Not really. Binary representation of JSON is used to calculate the hash.

So I can make a document like this:
===
{
  "aa" : "xxxxxxxxxxxxxx.....[several thousands x's]"
}
===

And use the large 'xxx...x' string as a scratch area for my attack. I don't
even need to bother with quoting issues because CouchDB is going to
unquote everything during JSON parsing. And there are no other hash
codes to work around (working around even two MD5s at the same time
is much harder).

That's about the best possible case for an attacker.

> Then, if I understand Jason
> correctly, we're also talking about a situation where Couch B is
> insecure... it's allowing a malicious user to change documents. If
> these documents are anything more important than something affecting
> the user herself then what you have is a malicious administrator or an
> insecure deployment. I don't think MD5 is to blame here.
No, the issue here is a possibility to break the synchronization.

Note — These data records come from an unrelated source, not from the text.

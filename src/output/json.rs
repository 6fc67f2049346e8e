use super::OutputHandler;
use crate::error::Result;
use crate::model::DomainStats;
use async_trait::async_trait;
use std::fs::{File, OpenOptions};
use std::io::{BufWriter, Write};
use std::path::PathBuf;

/// Writes the report as a single JSON array, one element per domain.
pub struct JsonOutput {
    writer: BufWriter<File>,
    first: bool,
}

impl JsonOutput {
    pub fn new(path: PathBuf) -> Result<Self> {
        let file = OpenOptions::new()
            .create(true)
            .write(true)
            .truncate(true)
            .open(path)?;
        let mut writer = BufWriter::new(file);
        write!(writer, "[")?;

        Ok(Self {
            writer,
            first: true,
        })
    }
}

#[async_trait]
impl OutputHandler for JsonOutput {
    async fn write(&mut self, stats: &DomainStats) -> Result<()> {
        if self.first {
            self.first = false;
        } else {
            write!(self.writer, ",")?;
        }
        serde_json::to_writer(&mut self.writer, stats)?;
        Ok(())
    }

    async fn close(&mut self) -> Result<()> {
        write!(self.writer, "]")?;
        self.writer.flush()?;
        Ok(())
    }
}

> Does that sound like a reasonable assessment to you, Alex?
Almost.

> Also, I'd love to hear about your C++ replicator as it develops.
Sure, I'm developing a very small and fast embedded storage for mobile
devices and desktop apps. It'll be open source once I finish its core.

> -Randall
>
>> For switching from MD5 to SHA-1, I say no. If we switch, let's use
>> something contemporary like SHA-256. Better yet, let's wait for the
>> winner of the SHA-3 competition.
>>
>> B.
>>
>> On 15 November 2011 07:57, Jason Smith <jh...@iriscouch.com> wrote:
>>> On Tue, Nov 15, 2011 at 7:34 AM, Alex Besogonov
>>> <al...@gmail.com> wrote:
>>>>>> Now I make a change to 'Doc' at machine A. This creates a new revid
>>>>>> with new md5 hash.
>>>>>> A malicious software somehow learns about this update and creates
>>>>>> another document
>>>>>> on machine B, contriving it so to make the resulting hash to be the
>>>>>> same as on machine A.
>>>>> Before going any further, you must show why we care about the contents
>>>>> of machine B.
>>>>> Why would I log in to machine B if I do not trust B's owner? Why would
>>>>> I clone your Git repository if I do not know you?
>>>> The problem is, MD5 hash depends on _untrusted_ data that external
>>>> processes might put into the database.
>>>>
>>>> For example, imagine that machines A and B use CouchDB to store
>>>> certificates.
>>>
>>> I ask again.
>>>
>>> --
>>> Iris Couch
>>>
>>
>

Re: Why MD5 is used for hashes, also about non-deterministic IDs.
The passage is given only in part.